Dobbiamo ringraziare la Lucky Red che ha deciso di distribuire un film fino ad ora inedito, datato 2009, nelle sale in questi giorni, candidato all’Oscar come Miglior Film Straniero e premiato al Festival di Cannes nella sezione Un certain regard.
Il film (imperdibile) è Dogtooth di quel genio di Yorgos Lanthimos.
Non avevo così paura al cinema dai tempi di L’esorcista, o Shining; insomma … una vita fa.
Dogtooth è un film che fa paura, che inquieta, che ti divora, a tratti ti imbarazza, e per tutta la durata ti trascina dentro la storia e poi ti fa riflettere.
Ci sono momenti in cui “non vuoi vedere” e invece malgrado non vorresti, guardi … impaurito da quel che scorre sul grande schermo, ma guardi.
Si apre poco alla volta, fino a divenire una voragine e lì dentro ci finisci, mentre diventi parte di una famiglia che non solo non ha nulla di normale, ma neanche di morale, e che rappresenta l’emblema di una vera e propria dittatura.
Il regista gioca con il comportamento umano, realizza un vero e proprio esperimento sociologico, mentre racconta magistralmente non solo la storia di una prigionia ma soprattutto di una forma subdola di soggiogamento che lascia senza parole, che crea ansia e svilisce.
Un film senza colonna sonora.
Non serve, sarebbe controproducente. Lo spettatore non deve avere distrazioni, non deve essere condotto da nessun’altra parte se non dentro quella casa, dove ci si inventa un ruolo e si vincono adesivi come premio se si è i più bravi. Ma a fare cosa?
Geniale l’idea del film che reca come titolo “canino” inteso come quel dente che non cade mai, e che semmai per un motivo fortuito dovesse cadere, non ricrescerà.
Ma i 3 ragazzi personaggi del film – senza nome e dunque privi di identità – questo non lo sanno, e vivono tutta la loro esistenza dentro una casa senza mai uscire, imparando solo come interagire tra di loro in quella che per loro -e solo per loro -rappresenta una “normalità”, e senza mai conoscere il significato reale delle parole che costituirebbero una via di fuga e un contatto con il mondo esterno, che non hanno mai visto.
Un equilibrio assurdo e surreale dentro una costrizione emotiva oltre che fisica, che si incrina con l’arrivo in casa di una donna pagata dal padre padrone per soddisfare i bisogni sessuali del figlio maschio.
Il regista sceglie in molte scene di tagliare fuori le teste dei personaggi dalle inquadrature, sottolineando come la mente pensante, il giudizio critico e la coscienza di ciò che si rappresenta nel mondo, non ha fattezze, in quella condizione di vita.

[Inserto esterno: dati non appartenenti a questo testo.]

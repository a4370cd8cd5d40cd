//! Learning progression engine for early-literacy practice: spaced review of
//! blending words, adaptive difficulty for mini-games, guided session plans
//! and daily practice goals.
//!
//! Every component keeps its state as one JSON document in a [`Storage`]
//! backend and reads time from a [`Clock`], so both can be swapped out.

pub mod clock;
pub mod config;
pub mod difficulty;
pub mod goals;
pub mod logging;
pub mod scheduler;
pub mod session;
pub mod storage;
pub mod ui;

pub use clock::{Clock, ManualClock, SystemClock};
pub use difficulty::{AdaptiveDifficultyController, filter_problems_by_difficulty};
pub use goals::{ActivityTimer, DailyGoalTracker};
pub use scheduler::WordReviewScheduler;
pub use session::{SessionPlan, SessionStore, create_auto_flow_session, recommended_mode};
pub use storage::{FileStorage, MemoryStorage, ProfileStorage, Storage, StorageError};
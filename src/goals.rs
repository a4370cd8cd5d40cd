//! Daily practice goals and day streaks.

use std::sync::Mutex;

use chrono::{DateTime, NaiveDate, Utc};
use serde::{Deserialize, Serialize};
use tracing::{debug, info};

use crate::{
    clock::Clock,
    storage::{self, Storage},
};

pub const STORAGE_KEY: &str = "daily-goals";

pub const DEFAULT_DAILY_GOAL_MINUTES: u32 = 15;
pub const MIN_DAILY_GOAL_MINUTES: u32 = 5;
pub const MAX_DAILY_GOAL_MINUTES: u32 = 60;

const MIN_TRACKED_SECONDS: f64 = 30.0;

#[derive(Debug, Clone, PartialEq, Serialize, Deserialize)]
#[serde(rename_all = "camelCase", default)]
pub struct DailyGoalState {
    pub daily_goal_minutes: u32,
    pub today_minutes: f64,
    pub today_date: NaiveDate,
    pub current_streak: u32,
    pub longest_streak: u32,
    pub last_completed_date: Option<NaiveDate>,
}

impl Default for DailyGoalState {
    fn default() -> Self {
        Self {
            daily_goal_minutes: DEFAULT_DAILY_GOAL_MINUTES,
            today_minutes: 0.0,
            today_date: NaiveDate::MIN,
            current_streak: 0,
            longest_streak: 0,
            last_completed_date: None,
        }
    }
}

impl DailyGoalState {
    fn is_goal_complete(&self) -> bool {
        self.today_minutes >= self.daily_goal_minutes as f64
    }

    /// Completed yesterday or today, so the streak is still alive.
    fn streak_alive(&self, today: NaiveDate) -> bool {
        self.last_completed_date
            .is_some_and(|d| d == today || Some(d) == today.pred_opt())
    }

    fn roll_over(&mut self, today: NaiveDate) {
        if self.today_date == today {
            return;
        }
        debug!(from = %self.today_date, to = %today, "new day");
        self.today_minutes = 0.0;
        self.today_date = today;
        if !self.streak_alive(today) {
            self.current_streak = 0;
        }
    }

    fn add_minutes(&mut self, minutes: f64, today: NaiveDate) {
        let was_complete = self.is_goal_complete();
        self.today_minutes += minutes;
        if was_complete || !self.is_goal_complete() {
            return;
        }

        self.current_streak = match self.last_completed_date {
            Some(d) if d == today => self.current_streak,
            Some(d) if Some(d) == today.pred_opt() => self.current_streak + 1,
            _ => 1,
        };
        self.longest_streak = self.longest_streak.max(self.current_streak);
        self.last_completed_date = Some(today);
        info!(streak = self.current_streak, "daily goal reached");
    }
}

pub struct DailyGoalTracker<S, C> {
    storage: S,
    clock: C,
    lock: Mutex<()>,
}

impl<S: Storage, C: Clock> DailyGoalTracker<S, C> {
    pub fn new(storage: S, clock: C) -> Self {
        Self {
            storage,
            clock,
            lock: Mutex::new(()),
        }
    }

    /// Runs `f` on the rolled-over state and writes the result back.
    fn update<R>(&self, f: impl FnOnce(&mut DailyGoalState, NaiveDate) -> R) -> R {
        let _guard = self.lock.lock().unwrap_or_else(|e| e.into_inner());
        let today = self.clock.today();
        let mut state: DailyGoalState = storage::load_or_default(&self.storage, STORAGE_KEY);
        state.roll_over(today);
        let result = f(&mut state, today);
        storage::save_or_log(&self.storage, STORAGE_KEY, &state);
        result
    }

    pub fn state(&self) -> DailyGoalState {
        self.update(|state, _| state.clone())
    }

    pub fn check_and_reset_day(&self) {
        self.update(|_, _| ());
    }

    /// Sets the goal, clamped to 5–60 minutes.
    pub fn set_daily_goal(&self, minutes: u32) -> u32 {
        self.update(|state, _| {
            state.daily_goal_minutes = minutes.clamp(MIN_DAILY_GOAL_MINUTES, MAX_DAILY_GOAL_MINUTES);
            state.daily_goal_minutes
        })
    }

    pub fn add_minutes(&self, minutes: f64) -> DailyGoalState {
        self.update(|state, today| {
            if minutes.is_finite() && minutes > 0.0 {
                state.add_minutes(minutes, today);
            }
            state.clone()
        })
    }

    /// Forwards an activity's elapsed time. Anything under thirty seconds is
    /// dropped and the rest is counted in half-minute steps. Returns the
    /// minutes recorded.
    pub fn track_activity(&self, elapsed_seconds: f64) -> f64 {
        if elapsed_seconds.is_nan() || elapsed_seconds < MIN_TRACKED_SECONDS {
            return 0.0;
        }
        let minutes = (elapsed_seconds / 30.0).floor() / 2.0;
        self.add_minutes(minutes);
        minutes
    }

    /// Percent of today's goal done, capped at 100.
    pub fn today_progress(&self) -> f64 {
        self.update(|state, _| {
            (state.today_minutes / state.daily_goal_minutes as f64 * 100.0).clamp(0.0, 100.0)
        })
    }

    pub fn is_goal_complete(&self) -> bool {
        self.update(|state, _| state.is_goal_complete())
    }

    pub fn minutes_remaining(&self) -> f64 {
        self.update(|state, _| (state.daily_goal_minutes as f64 - state.today_minutes).max(0.0))
    }
}

/// Measures how long one activity took.
pub struct ActivityTimer<'a, C> {
    clock: &'a C,
    started_at: DateTime<Utc>,
}

impl<'a, C: Clock> ActivityTimer<'a, C> {
    pub fn start(clock: &'a C) -> Self {
        Self {
            clock,
            started_at: clock.now(),
        }
    }

    pub fn elapsed_seconds(&self) -> f64 {
        let elapsed = self.clock.now() - self.started_at;
        (elapsed.num_milliseconds().max(0) as f64) / 1000.0
    }

    /// Stops the timer and hands the elapsed time to `tracker`.
    pub fn finish<S: Storage, T: Clock>(self, tracker: &DailyGoalTracker<S, T>) -> f64 {
        tracker.track_activity(self.elapsed_seconds())
    }
}

#[cfg(test)]
mod tests {
    use super::*;
    use crate::{clock::ManualClock, storage::MemoryStorage};
    use chrono::{Duration, TimeZone};
    use std::sync::Arc;

    fn setup() -> (
        DailyGoalTracker<Arc<MemoryStorage>, Arc<ManualClock>>,
        Arc<ManualClock>,
    ) {
        let clock = Arc::new(ManualClock::new(
            Utc.with_ymd_and_hms(2024, 1, 10, 17, 0, 0).unwrap(),
        ));
        (
            DailyGoalTracker::new(Arc::new(MemoryStorage::new()), clock.clone()),
            clock,
        )
    }

    #[test]
    fn half_the_default_goal() {
        let (tracker, _) = setup();
        tracker.add_minutes(7.5);
        assert_eq!(tracker.today_progress(), 50.0);
        assert_eq!(tracker.minutes_remaining(), 7.5);
        assert!(!tracker.is_goal_complete());
    }

    #[test]
    fn goal_is_clamped() {
        let (tracker, _) = setup();
        assert_eq!(tracker.set_daily_goal(2), 5);
        assert_eq!(tracker.set_daily_goal(100), 60);
        assert_eq!(tracker.state().daily_goal_minutes, 60);
    }

    #[test]
    fn progress_never_exceeds_hundred() {
        let (tracker, _) = setup();
        tracker.add_minutes(500.0);
        assert_eq!(tracker.today_progress(), 100.0);
        assert_eq!(tracker.minutes_remaining(), 0.0);
    }

    #[test]
    fn consecutive_days_build_a_streak() {
        let (tracker, clock) = setup();
        for day in 1..=3 {
            tracker.add_minutes(10.0);
            let state = tracker.add_minutes(10.0);
            assert_eq!(state.current_streak, day);
            // Extra minutes on the same day do not count again.
            assert_eq!(tracker.add_minutes(5.0).current_streak, day);
            clock.advance(Duration::days(1));
        }
        assert_eq!(tracker.state().longest_streak, 3);
    }

    #[test]
    fn skipped_day_resets_streak() {
        let (tracker, clock) = setup();
        tracker.add_minutes(15.0);
        clock.advance(Duration::days(1));
        tracker.add_minutes(15.0);
        assert_eq!(tracker.state().current_streak, 2);

        clock.advance(Duration::days(2));
        assert_eq!(tracker.state().current_streak, 0);
        assert_eq!(tracker.state().today_minutes, 0.0);
        assert_eq!(tracker.add_minutes(15.0).current_streak, 1);
        assert_eq!(tracker.state().longest_streak, 2);
    }

    #[test]
    fn raising_the_goal_after_completion_holds_the_streak() {
        let (tracker, _) = setup();
        tracker.add_minutes(15.0);
        tracker.set_daily_goal(30);
        let state = tracker.add_minutes(15.0);
        assert_eq!(state.current_streak, 1);
    }

    #[test]
    fn short_activities_are_ignored() {
        let (tracker, _) = setup();
        assert_eq!(tracker.track_activity(20.0), 0.0);
        assert_eq!(tracker.state().today_minutes, 0.0);

        assert_eq!(tracker.track_activity(30.0), 0.5);
        assert_eq!(tracker.state().today_minutes, 0.5);

        assert_eq!(tracker.track_activity(100.0), 1.5);
        assert_eq!(tracker.state().today_minutes, 2.0);
    }

    #[test]
    fn timer_feeds_tracker() {
        let (tracker, clock) = setup();
        let timer = ActivityTimer::start(&*clock);
        clock.advance(Duration::seconds(95));
        assert_eq!(timer.elapsed_seconds(), 95.0);
        assert_eq!(timer.finish(&tracker), 1.5);
    }

    #[test]
    fn serialized_shape() {
        let state = DailyGoalState {
            today_date: NaiveDate::from_ymd_opt(2024, 1, 10).unwrap(),
            ..DailyGoalState::default()
        };
        let json = serde_json::to_value(&state).unwrap();
        assert_eq!(json["dailyGoalMinutes"], 15);
        assert_eq!(json["todayDate"], "2024-01-10");
        assert!(json["lastCompletedDate"].is_null());
    }
}
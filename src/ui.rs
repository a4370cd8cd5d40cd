use std::io::Write;

use crossterm::{
    execute,
    style::{Print, Stylize},
};

use crate::{
    difficulty::{AdaptiveDifficultyState, DifficultyTrend, PerformanceSummary},
    goals::DailyGoalState,
    scheduler::{BlendingStats, WordReviewData, WordStats},
    session::{ActivityType, SessionMode, SessionPlan},
};

const BAR_WIDTH: usize = 20;

/// `[#####-----]` style bar for a percentage.
pub fn progress_bar(percent: f64, width: usize) -> String {
    let filled = ((percent.clamp(0.0, 100.0) / 100.0) * width as f64).round() as usize;
    format!("[{}{}]", "#".repeat(filled), "-".repeat(width - filled))
}

fn label(out: &mut impl Write, name: &str, value: impl std::fmt::Display) -> anyhow::Result<()> {
    execute!(
        out,
        Print(format!("{name:>16}: ").dark_grey()),
        Print(format!("{value}\r\n"))
    )?;
    Ok(())
}

fn heading(out: &mut impl Write, text: &str) -> anyhow::Result<()> {
    execute!(out, Print(format!("{text}\r\n").yellow().bold()))?;
    Ok(())
}

pub fn print_review(out: &mut impl Write, review: &WordReviewData) -> anyhow::Result<()> {
    heading(out, &review.word)?;
    label(out, "unit", review.unit_id)?;
    label(
        out,
        "reviews",
        format!(
            "{} ({} ok, {} missed)",
            review.review_count, review.success_count, review.failure_count
        ),
    )?;
    label(out, "interval", format!("{} day(s)", review.interval))?;
    label(out, "ease", format!("{:.2}", review.ease_factor))?;
    label(out, "smoothness", format!("{:.2}", review.avg_smoothness_score))?;
    label(out, "next due", review.next_due_at.format("%Y-%m-%d %H:%M"))?;
    if review.blending_mastered {
        execute!(out, Print("mastered!\r\n".green().bold()))?;
    }
    Ok(())
}

pub fn print_word_stats(out: &mut impl Write, word: &str, stats: Option<&WordStats>) -> anyhow::Result<()> {
    let Some(stats) = stats else {
        execute!(out, Print(format!("{word}: not practiced yet\r\n").dark_grey()))?;
        return Ok(());
    };
    heading(out, &stats.word)?;
    label(out, "reviews", stats.review_count)?;
    label(out, "success rate", format!("{:.0}%", stats.success_rate * 100.0))?;
    label(out, "smoothness", format!("{:.2}", stats.avg_smoothness))?;
    label(out, "mastered", stats.mastered)?;
    label(out, "due in", format!("{} day(s)", stats.days_until_due))?;
    Ok(())
}

pub fn print_due_words(out: &mut impl Write, due: &[WordReviewData]) -> anyhow::Result<()> {
    if due.is_empty() {
        execute!(out, Print("Nothing due right now.\r\n".green()))?;
        return Ok(());
    }
    heading(out, &format!("{} word(s) due", due.len()))?;
    for review in due {
        execute!(
            out,
            Print(format!("{:<12}", review.word).bold()),
            Print(format!(
                " unit {:<3} due {}\r\n",
                review.unit_id,
                review.next_due_at.format("%Y-%m-%d %H:%M")
            ))
        )?;
    }
    Ok(())
}

pub fn print_word_list(out: &mut impl Write, title: &str, words: &[String]) -> anyhow::Result<()> {
    heading(out, title)?;
    execute!(out, Print(format!("{}\r\n", words.join(" "))))?;
    Ok(())
}

pub fn print_blending_stats(out: &mut impl Write, stats: &BlendingStats) -> anyhow::Result<()> {
    heading(out, "Blending")?;
    label(out, "words", stats.total_words)?;
    label(out, "mastered", stats.mastered_words)?;
    label(out, "in progress", stats.in_progress_words)?;
    label(out, "due", stats.due_words)?;
    label(out, "smoothness", format!("{:.2}", stats.average_smoothness))?;
    Ok(())
}

pub fn print_difficulty(out: &mut impl Write, state: &AdaptiveDifficultyState) -> anyhow::Result<()> {
    label(out, "difficulty", format!("{}/5", state.current_difficulty))?;
    label(out, "hints", if state.show_hints { "on" } else { "off" })?;
    label(
        out,
        "streak",
        format!("{} (best {})", state.streak_count, state.longest_streak),
    )?;
    Ok(())
}

pub fn print_summary(out: &mut impl Write, summary: &PerformanceSummary) -> anyhow::Result<()> {
    heading(out, "Performance")?;
    label(
        out,
        "attempts",
        format!("{} ({} correct)", summary.total_attempts, summary.correct_attempts),
    )?;
    label(out, "success rate", format!("{:.0}%", summary.success_rate * 100.0))?;
    label(out, "tries/problem", format!("{:.1}", summary.average_attempts))?;
    label(out, "difficulty", format!("{}/5", summary.current_difficulty))?;
    let trend = match summary.trend {
        DifficultyTrend::Increasing => "increasing".green(),
        DifficultyTrend::Decreasing => "decreasing".red(),
        DifficultyTrend::Stable => "stable".white(),
    };
    label(out, "trend", trend)?;
    execute!(out, Print(format!("{}\r\n", summary.recommendation).cyan()))?;
    Ok(())
}

fn activity_name(activity: ActivityType) -> &'static str {
    match activity {
        ActivityType::Tap => "tap",
        ActivityType::Segment => "segment",
        ActivityType::Slider => "slider",
        ActivityType::Sentence => "sentence",
    }
}

pub fn print_plan(out: &mut impl Write, plan: &SessionPlan) -> anyhow::Result<()> {
    match plan.mode {
        SessionMode::Menu => {
            heading(out, &format!("Unit {}: free play", plan.current_unit))?;
            return Ok(());
        }
        SessionMode::Auto => heading(out, &format!("Unit {}: guided session", plan.current_unit))?,
    }
    for (i, step) in plan.steps.iter().enumerate() {
        let marker = if i < plan.current_step {
            "x".green()
        } else if i == plan.current_step {
            ">".yellow()
        } else {
            " ".white()
        };
        let target = step
            .word
            .as_deref()
            .or(step.sentence.as_deref())
            .unwrap_or("-");
        execute!(
            out,
            Print(marker),
            Print(format!(
                " {:>2}. {:<9} {}\r\n",
                i + 1,
                activity_name(step.activity_type),
                target
            ))
        )?;
    }
    label(
        out,
        "progress",
        format!("{} {:.0}%", progress_bar(plan.progress(), BAR_WIDTH), plan.progress()),
    )?;
    if plan.is_complete() {
        execute!(out, Print("Session complete!\r\n".green().bold()))?;
    }
    Ok(())
}

pub fn print_goal(
    out: &mut impl Write,
    state: &DailyGoalState,
    progress: f64,
    remaining: f64,
) -> anyhow::Result<()> {
    heading(out, "Today")?;
    label(
        out,
        "minutes",
        format!("{:.1} / {}", state.today_minutes, state.daily_goal_minutes),
    )?;
    label(out, "progress", format!("{} {progress:.0}%", progress_bar(progress, BAR_WIDTH)))?;
    if remaining > 0.0 {
        label(out, "remaining", format!("{remaining:.1} min"))?;
    } else {
        execute!(out, Print("Goal reached!\r\n".green().bold()))?;
    }
    label(
        out,
        "streak",
        format!("{} day(s) (best {})", state.current_streak, state.longest_streak),
    )?;
    Ok(())
}

#[cfg(test)]
mod tests {
    use super::*;
    use crate::session::create_auto_flow_session;

    #[test]
    fn bars() {
        assert_eq!(progress_bar(0.0, 4), "[----]");
        assert_eq!(progress_bar(50.0, 4), "[##--]");
        assert_eq!(progress_bar(250.0, 4), "[####]");
    }

    #[test]
    fn plan_lists_every_step() {
        let plan = create_auto_flow_session(1, &["cat", "dog", "sun"]);
        let mut out = Vec::new();
        print_plan(&mut out, &plan).unwrap();
        let text = String::from_utf8(out).unwrap();
        assert!(text.contains("guided session"));
        assert!(text.contains("segment"));
        assert!(text.contains("sun"));
    }
}
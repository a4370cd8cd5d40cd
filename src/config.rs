use std::path::PathBuf;

use anyhow::Context;

/// Where progress lives: `$XDG_DATA_HOME`, else `~/.local/share/phonicspath`.
pub fn default_data_path() -> anyhow::Result<PathBuf> {
    if let Ok(xdg) = std::env::var("XDG_DATA_HOME") {
        return Ok(PathBuf::from(xdg).join("phonicspath"));
    }
    let mut home = PathBuf::from(std::env::var("HOME").context("HOME is not set")?);
    home.push(".local/share/phonicspath");
    Ok(home)
}

#[derive(Debug, Clone, PartialEq)]
pub struct Config {
    pub data_dir: PathBuf,
    pub profile: Option<String>,
    pub log_level: String,
}

impl Config {
    pub fn resolve(
        data_dir: Option<PathBuf>,
        profile: Option<String>,
        log_level: Option<String>,
    ) -> anyhow::Result<Self> {
        let data_dir = match data_dir {
            Some(dir) => dir,
            None => default_data_path()?,
        };
        Ok(Self {
            data_dir,
            profile: profile.filter(|p| !p.trim().is_empty()),
            log_level: log_level.unwrap_or_else(|| "warn".to_owned()),
        })
    }
}

#[cfg(test)]
mod tests {
    use super::*;

    #[test]
    fn explicit_values_win() {
        let config = Config::resolve(
            Some(PathBuf::from("/tmp/progress")),
            Some("sam".into()),
            Some("debug".into()),
        )
        .unwrap();
        assert_eq!(config.data_dir, PathBuf::from("/tmp/progress"));
        assert_eq!(config.profile.as_deref(), Some("sam"));
        assert_eq!(config.log_level, "debug");
    }

    #[test]
    fn blank_profile_means_default() {
        let config = Config::resolve(Some(PathBuf::from(".")), Some("  ".into()), None).unwrap();
        assert_eq!(config.profile, None);
        assert_eq!(config.log_level, "warn");
    }
}
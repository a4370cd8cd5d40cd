use std::{path::PathBuf, sync::Arc};

use anyhow::Context;
use clap::{Parser, Subcommand};

use phonicspath::{
    AdaptiveDifficultyController, DailyGoalTracker, FileStorage, ProfileStorage, SessionStore,
    Storage, SystemClock, WordReviewScheduler, config::Config, create_auto_flow_session, logging,
    recommended_mode,
    session::{SessionMode, create_menu_session},
    ui,
};

/// Words handed to a guided session: two warm-up, three practice, two
/// challenge and two cool-down.
const GUIDED_SESSION_WORDS: usize = 9;

#[derive(Parser)]
#[command(version, about = "Track a young reader's phonics and math practice")]
struct Cli {
    /// Directory holding the progress files
    #[arg(long, global = true, env = "PHONICSPATH_DATA_DIR")]
    data_dir: Option<PathBuf>,

    /// Child profile to read and write
    #[arg(long, global = true, env = "PHONICSPATH_PROFILE")]
    profile: Option<String>,

    /// tracing filter, e.g. `debug` or `phonicspath=info`
    #[arg(long, global = true, env = "PHONICSPATH_LOG")]
    log_level: Option<String>,

    #[command(subcommand)]
    command: Command,
}

#[derive(Subcommand)]
enum Command {
    /// Record one read of a word
    Review {
        word: String,
        unit: u32,
        /// How fluently the word was read, 0.0 to 1.0
        smoothness: f64,
        /// The child needed help
        #[arg(long)]
        assisted: bool,
    },
    /// List words that are due for review
    Due {
        #[arg(long)]
        max_unit: Option<u32>,
    },
    /// Pick words for a practice session from a pool
    Words {
        #[arg(long)]
        unit: u32,
        #[arg(long, default_value_t = 10)]
        count: usize,
        #[arg(required = true)]
        pool: Vec<String>,
    },
    /// Show stats for one word, or for everything
    Stats {
        word: Option<String>,
        #[arg(long)]
        max_unit: Option<u32>,
    },
    /// Forget every word review
    ResetReviews,
    /// Record a mini-game attempt
    Attempt {
        problem_id: String,
        #[arg(long)]
        correct: bool,
        #[arg(long, default_value_t = 1)]
        tries: u32,
        /// Difficulty the problem was shown at; defaults to the current one
        #[arg(long)]
        difficulty: Option<u8>,
        #[arg(long)]
        subject: Option<String>,
    },
    /// Show or change the adaptive difficulty
    Difficulty {
        #[arg(long)]
        subject: Option<String>,
        #[arg(long, value_parser = clap::value_parser!(u8).range(1..=5))]
        set: Option<u8>,
        #[arg(long, conflicts_with = "set")]
        reset: bool,
    },
    /// Guided session planning
    Session {
        #[command(subcommand)]
        action: SessionAction,
    },
    /// Daily practice goal
    Goal {
        #[command(subcommand)]
        action: Option<GoalAction>,
    },
    /// Count an activity's elapsed seconds toward today's goal
    Track { seconds: f64 },
}

#[derive(Subcommand)]
enum SessionAction {
    /// Start a new session for a unit
    Start {
        #[arg(long)]
        unit: u32,
        /// Units finished so far; decides between guided and free play
        #[arg(long, default_value_t = 0)]
        completed_units: u32,
        pool: Vec<String>,
    },
    /// Show the current session
    Show,
    /// Mark the current step done
    Next,
    /// Throw the current session away
    Clear,
}

#[derive(Subcommand)]
enum GoalAction {
    /// Set the daily goal in minutes (5 to 60)
    Set { minutes: u32 },
    /// Add practice minutes
    Add { minutes: f64 },
}

fn open_storage(config: &Config) -> anyhow::Result<Arc<dyn Storage>> {
    let files = FileStorage::open(&config.data_dir)
        .with_context(|| format!("opening {}", config.data_dir.display()))?;
    let storage: Arc<dyn Storage> = match &config.profile {
        Some(profile) => Arc::new(ProfileStorage::new(files, profile)),
        None => Arc::new(files),
    };
    Ok(storage)
}

fn difficulty_controller(
    storage: Arc<dyn Storage>,
    subject: Option<&str>,
) -> AdaptiveDifficultyController<Arc<dyn Storage>, SystemClock> {
    match subject {
        Some(subject) => AdaptiveDifficultyController::for_subject(storage, SystemClock, subject),
        None => AdaptiveDifficultyController::new(storage, SystemClock),
    }
}

fn main() -> anyhow::Result<()> {
    let cli = Cli::parse();
    let config = Config::resolve(cli.data_dir, cli.profile, cli.log_level)?;
    logging::init_tracing(&config.log_level);

    let storage = open_storage(&config)?;
    let mut stdout = std::io::stdout();
    let scheduler = WordReviewScheduler::new(storage.clone(), SystemClock);
    let goals = DailyGoalTracker::new(storage.clone(), SystemClock);

    match cli.command {
        Command::Review {
            word,
            unit,
            smoothness,
            assisted,
        } => {
            let review = scheduler.record_review(&word, unit, smoothness, !assisted);
            ui::print_review(&mut stdout, &review)?;
        }
        Command::Due { max_unit } => {
            ui::print_due_words(&mut stdout, &scheduler.get_due_words(max_unit))?;
        }
        Command::Words { unit, count, pool } => {
            let words = scheduler.get_session_words(&pool, unit, count, &mut rand::rng());
            ui::print_word_list(&mut stdout, "Practice words", &words)?;
        }
        Command::Stats {
            word: Some(word), ..
        } => {
            ui::print_word_stats(&mut stdout, &word, scheduler.get_word_stats(&word).as_ref())?;
        }
        Command::Stats {
            word: None,
            max_unit,
        } => {
            ui::print_blending_stats(&mut stdout, &scheduler.get_overall_blending_stats(max_unit))?;
        }
        Command::ResetReviews => scheduler.reset_all_reviews(),
        Command::Attempt {
            problem_id,
            correct,
            tries,
            difficulty,
            subject,
        } => {
            let controller = difficulty_controller(storage, subject.as_deref());
            let difficulty = difficulty.unwrap_or_else(|| controller.current_difficulty());
            let state = controller.record_attempt(&problem_id, correct, tries, difficulty);
            ui::print_difficulty(&mut stdout, &state)?;
        }
        Command::Difficulty {
            subject,
            set,
            reset,
        } => {
            let controller = difficulty_controller(storage, subject.as_deref());
            if reset {
                controller.reset();
            } else if let Some(level) = set {
                controller.set_difficulty(level);
            }
            ui::print_difficulty(&mut stdout, &controller.state())?;
            ui::print_summary(&mut stdout, &controller.performance_summary())?;
        }
        Command::Session { action } => {
            let store = SessionStore::new(storage);
            match action {
                SessionAction::Start {
                    unit,
                    completed_units,
                    pool,
                } => {
                    let total_reviews = scheduler.get_overall_blending_stats(None).total_reviews;
                    let plan = match recommended_mode(completed_units, total_reviews) {
                        SessionMode::Auto => {
                            let words = scheduler.get_session_words(
                                &pool,
                                unit,
                                GUIDED_SESSION_WORDS,
                                &mut rand::rng(),
                            );
                            create_auto_flow_session(unit, &words)
                        }
                        SessionMode::Menu => create_menu_session(unit),
                    };
                    store.save(&plan);
                    ui::print_plan(&mut stdout, &plan)?;
                }
                SessionAction::Show => match store.load() {
                    Some(plan) => ui::print_plan(&mut stdout, &plan)?,
                    None => println!("No session in progress."),
                },
                SessionAction::Next => match store.advance() {
                    Some(plan) => ui::print_plan(&mut stdout, &plan)?,
                    None => println!("No session in progress."),
                },
                SessionAction::Clear => store.clear(),
            }
        }
        Command::Goal { action } => {
            match action {
                Some(GoalAction::Set { minutes }) => {
                    goals.set_daily_goal(minutes);
                }
                Some(GoalAction::Add { minutes }) => {
                    goals.add_minutes(minutes);
                }
                None => {}
            }
            ui::print_goal(
                &mut stdout,
                &goals.state(),
                goals.today_progress(),
                goals.minutes_remaining(),
            )?;
        }
        Command::Track { seconds } => {
            let minutes = goals.track_activity(seconds);
            if minutes == 0.0 {
                println!("Under 30 seconds, not counted.");
            }
            ui::print_goal(
                &mut stdout,
                &goals.state(),
                goals.today_progress(),
                goals.minutes_remaining(),
            )?;
        }
    }

    Ok(())
}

La fotografia è perfetta per l’epoca in cui si svolgono i fatti anche se a tratti sembra quasi assumere i colori del cinema 8 mm.
Un film che scava nel tema sociale della inferiorità della donna rispetto all’uomo, e poi ancora l’incesto, la follia di chi inventa un nemico (innocuo) affinché nessuno si ribelli all’ordine costituito agli ordini imposti … cose da regime, insomma.
È tutto sempre in luce, ma c’è buio dappertutto.
Nel film ci sono innumerevoli riferimenti ad altre pellicole e i cinefili non faranno fatica a identificarli.
C’è un tentativo di riscatto, così come dovrebbe avvenire in ogni società che una volta annientata rialza la testa e si incammina. Ma a volte per salvarti devi conoscere che forma ha la libertà.
Una provocazione molto ben risuscita, in bilico tra una realtà alterata e fuori dal tempo e quella metafora che rende tutto credibile.